EXERCISE
Return every line from the one with "group)| group.unwrap_or_else(|| BTreeSet::from([id])))" through the one with "lowest member id", inclusive, exactly as it appears below.
________________________________________
// Game state: occupancy grid, player positions, teams and the territory cache
//
// A GameState is treated as an immutable per-turn value. Successors are built by
// ActionCatalog as full copies, so recursive search branches never alias.

use std::collections::BTreeSet;

use crate::types::{Coord, Player, PlayerId};

/// Per-cell territory owner, row-major, `None` for no owner
pub type OwnerMap = Vec<Option<PlayerId>>;

/// Square occupancy matrix; an occupied cell is a permanent wall owned by one player
#[derive(Debug, Clone, PartialEq, Eq)]
pub struct Grid {
    size: usize,
    cells: Vec<Option<PlayerId>>,
}

impl Grid {
    /// Creates an empty `size` x `size` grid
    pub fn new(size: usize) -> Self {
        Grid {
            size,
            cells: vec![None; size * size],
        }
    }

    pub fn size(&self) -> usize {
        self.size
    }

    pub fn in_bounds(&self, coord: &Coord) -> bool {
        coord.x >= 0 && coord.y >= 0 && (coord.x as usize) < self.size && (coord.y as usize) < self.size
    }

    /// Row-major index of an in-bounds coordinate
    pub fn index(&self, coord: &Coord) -> Option<usize> {
        if self.in_bounds(coord) {
            Some(coord.y as usize * self.size + coord.x as usize)
        } else {
            None
        }
    }

    /// Coordinate of a row-major index
    pub fn coord_of(&self, index: usize) -> Coord {
        Coord::new((index % self.size) as i32, (index / self.size) as i32)
    }

    /// Owner of a cell; `None` for empty or out-of-bounds cells
    pub fn get(&self, coord: &Coord) -> Option<PlayerId> {
        self.index(coord).and_then(|i| self.cells[i])
    }

    /// In-bounds and empty
    pub fn is_free(&self, coord: &Coord) -> bool {
        match self.index(coord) {
            Some(i) => self.cells[i].is_none(),
            None => false,
        }
    }

    /// Walls a cell for `player`. Out-of-bounds writes are ignored.
    pub fn occupy(&mut self, coord: &Coord, player: PlayerId) {
        if let Some(i) = self.index(coord) {
            self.cells[i] = Some(player);
        }
    }

    /// Iterates `(coord, owner)` over every cell, row by row
    pub fn cells(&self) -> impl Iterator<Item = (Coord, Option<PlayerId>)> + '_ {
        self.cells
            .iter()
            .enumerate()
            .map(move |(i, owner)| (self.coord_of(i), *owner))
    }

    pub fn empty_count(&self) -> usize {
        self.cells.iter().filter(|c| c.is_none()).count()
    }
}

/// Allegiance sets: for each player, the teammates it shares scores with (self included)
#[derive(Debug, Clone, PartialEq, Eq)]
pub struct TeamRelation {
    members: Vec<BTreeSet<PlayerId>>,
}

impl TeamRelation {
    /// Every player is its own team
    pub fn solo(num_players: usize) -> Self {
        TeamRelation {
            members: (0..num_players).map(|id| BTreeSet::from([id])).collect(),
        }
    }

    /// Builds a relation from disjoint groups; unlisted players form singleton teams
    pub fn from_teams(num_players: usize, teams: &[Vec<PlayerId>]) -> Result<Self, String> {
        let mut members: Vec<Option<BTreeSet<PlayerId>>> = vec![None; num_players];

        for team in teams {
            let group: BTreeSet<PlayerId> = team.iter().copied().collect();
            for &id in &group {
                if id >= num_players {
                    return Err(format!(
                        "Team member {} is out of range for {} players",
                        id, num_players
                    ));
                }
                if members[id].is_some() {
                    return Err(format!("Player {} is listed in more than one team", id));
                }
                members[id] = Some(group.clone());
            }
        }

        Ok(TeamRelation {
            members: members
                .into_iter()
                .enumerate()
                .map(|(id, group)| group.unwrap_or_else(|| BTreeSet::from([id])))
                .collect(),
        })
    }

    /// Number of players covered by the relation
    pub fn len(&self) -> usize {
        self.members.len()
    }

    pub fn is_empty(&self) -> bool {
        self.members.is_empty()
    }

    /// Teammates of `player`, self included
    pub fn teammates(&self, player: PlayerId) -> Option<&BTreeSet<PlayerId>> {
        self.members.get(player)
    }

    pub fn are_teammates(&self, a: PlayerId, b: PlayerId) -> bool {
        self.teammates(a).map_or(false, |set| set.contains(&b))
    }

    /// Distinct teams, ordered by their lowest member id
    pub fn teams(&self) -> Vec<Vec<PlayerId>> {
        let mut seen: BTreeSet<&BTreeSet<PlayerId>> = BTreeSet::new();
        let mut teams = Vec::new();
        for group in &self.members {
            if seen.insert(group) {
                teams.push(group.iter().copied().collect());
            }
        }
        teams
    }

    /// 0/1 matrix with `m[i][j] == 1` iff `j` is a teammate of `i`
    pub fn social_range_matrix(&self) -> Vec<Vec<i32>> {
        let n = self.members.len();
        (0..n)
            .map(|i| (0..n).map(|j| i32::from(self.members[i].contains(&j))).collect())
            .collect()
    }
}

/// Snapshot of one turn
#[derive(Debug, Clone)]
pub struct GameState {
    grid: Grid,
    players: Vec<Player>,
    positions: Vec<Coord>,
    current_player: Option<PlayerId>,
    teams: TeamRelation,
    territory: Option<OwnerMap>,
}

impl GameState {
    /// Builds an initial state. `players[i].id` must equal `i`, and every start cell
    /// must be in-bounds and distinct; start cells are walled immediately.
    pub fn new(size: usize, players: Vec<Player>, positions: Vec<Coord>) -> Result<Self, String> {
        if size == 0 {
            return Err("Grid size must be greater than zero".to_string());
        }
        if players.len() != positions.len() {
            return Err(format!(
                "Got {} players but {} positions",
                players.len(),
                positions.len()
            ));
        }

        let mut grid = Grid::new(size);
        for (index, (player, pos)) in players.iter().zip(&positions).enumerate() {
            if player.id != index {
                return Err(format!(
                    "Player '{}' has id {} but sits at index {}",
                    player.name, player.id, index
                ));
            }
            if !grid.in_bounds(pos) {
                return Err(format!(
                    "Start position ({}, {}) of '{}' is outside the {}x{} grid",
                    pos.x, pos.y, player.name, size, size
                ));
            }
            if !grid.is_free(pos) {
                return Err(format!(
                    "Start position ({}, {}) of '{}' is already taken",
                    pos.x, pos.y, player.name
                ));
            }
            grid.occupy(pos, player.id);
        }

        let teams = TeamRelation::solo(players.len());
        Ok(GameState {
            grid,
            players,
            positions,
            current_player: None,
            teams,
            territory: None,
        })
    }

    /// Replaces the team relation; it must cover exactly this state's players
    pub fn with_teams(mut self, teams: TeamRelation) -> Result<Self, String> {
        if teams.len() != self.players.len() {
            return Err(format!(
                "Team relation covers {} players, state has {}",
                teams.len(),
                self.players.len()
            ));
        }
        self.teams = teams;
        Ok(self)
    }

    pub fn grid(&self) -> &Grid {
        &self.grid
    }

    pub fn size(&self) -> usize {
        self.grid.size()
    }

    pub fn players(&self) -> &[Player] {
        &self.players
    }

    pub fn player(&self, id: PlayerId) -> Option<&Player> {
        self.players.get(id)
    }

    pub fn num_players(&self) -> usize {
        self.players.len()
    }

    /// Current cell of every player, indexed by id
    pub fn positions(&self) -> &[Coord] {
        &self.positions
    }

    pub fn position(&self, id: PlayerId) -> Option<Coord> {
        self.positions.get(id).copied()
    }

    pub fn is_alive(&self, id: PlayerId) -> bool {
        self.players.get(id).map_or(false, |p| p.alive)
    }

    pub fn alive_count(&self) -> usize {
        self.players.iter().filter(|p| p.alive).count()
    }

    /// Ids of the players still alive, ascending
    pub fn alive_players(&self) -> Vec<PlayerId> {
        self.players.iter().filter(|p| p.alive).map(|p| p.id).collect()
    }

    /// Eliminates a player. Its walls and position stay on the grid.
    pub fn mark_dead(&mut self, id: PlayerId) {
        if let Some(player) = self.players.get_mut(id) {
            player.alive = false;
        }
    }

    pub fn teams(&self) -> &TeamRelation {
        &self.teams
    }

    /// The last player to move into this state
    pub fn current_player(&self) -> Option<PlayerId> {
        self.current_player
    }

    /// Territory owner of a cell, if the cache has been populated for this state
    pub fn territory_owner(&self, coord: &Coord) -> Option<PlayerId> {
        let index = self.grid.index(coord)?;
        self.territory.as_ref().and_then(|map| map[index])
    }

    pub fn territory(&self) -> Option<&OwnerMap> {
        self.territory.as_ref()
    }

    pub(crate) fn set_territory(&mut self, owners: OwnerMap) {
        self.territory = Some(owners);
    }

    /// Copy with `player` moved onto `destination`; both cells end up walled.
    /// The territory cache is not carried over.
    pub(crate) fn successor(&self, player: PlayerId, destination: Coord) -> GameState {
        let mut grid = self.grid.clone();
        let mut positions = self.positions.clone();
        grid.occupy(&positions[player], player);
        grid.occupy(&destination, player);
        positions[player] = destination;

        GameState {
            grid,
            players: self.players.clone(),
            positions,
            current_player: Some(player),
            teams: self.teams.clone(),
            territory: None,
        }
    }

    /// Text rows of the grid: the owner's symbol for walls, `.` for empty cells
    pub fn render(&self) -> Vec<String> {
        let size = self.grid.size();
        (0..size)
            .map(|y| {
                (0..size)
                    .map(|x| match self.grid.get(&Coord::new(x as i32, y as i32)) {
                        Some(id) => self.players[id].symbol,
                        None => '.',
                    })
                    .collect()
            })
            .collect()
    }
}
________________________________________
TASK RESULT
                .map(|(id, group)| group.unwrap_or_else(|| BTreeSet::from([id])))
                .collect(),
        })
    }

    /// Number of players covered by the relation
    pub fn len(&self) -> usize {
        self.members.len()
    }

    pub fn is_empty(&self) -> bool {
        self.members.is_empty()
    }

    /// Teammates of `player`, self included
    pub fn teammates(&self, player: PlayerId) -> Option<&BTreeSet<PlayerId>> {
        self.members.get(player)
    }

    pub fn are_teammates(&self, a: PlayerId, b: PlayerId) -> bool {
        self.teammates(a).map_or(false, |set| set.contains(&b))
    }

    /// Distinct teams, ordered by their lowest member id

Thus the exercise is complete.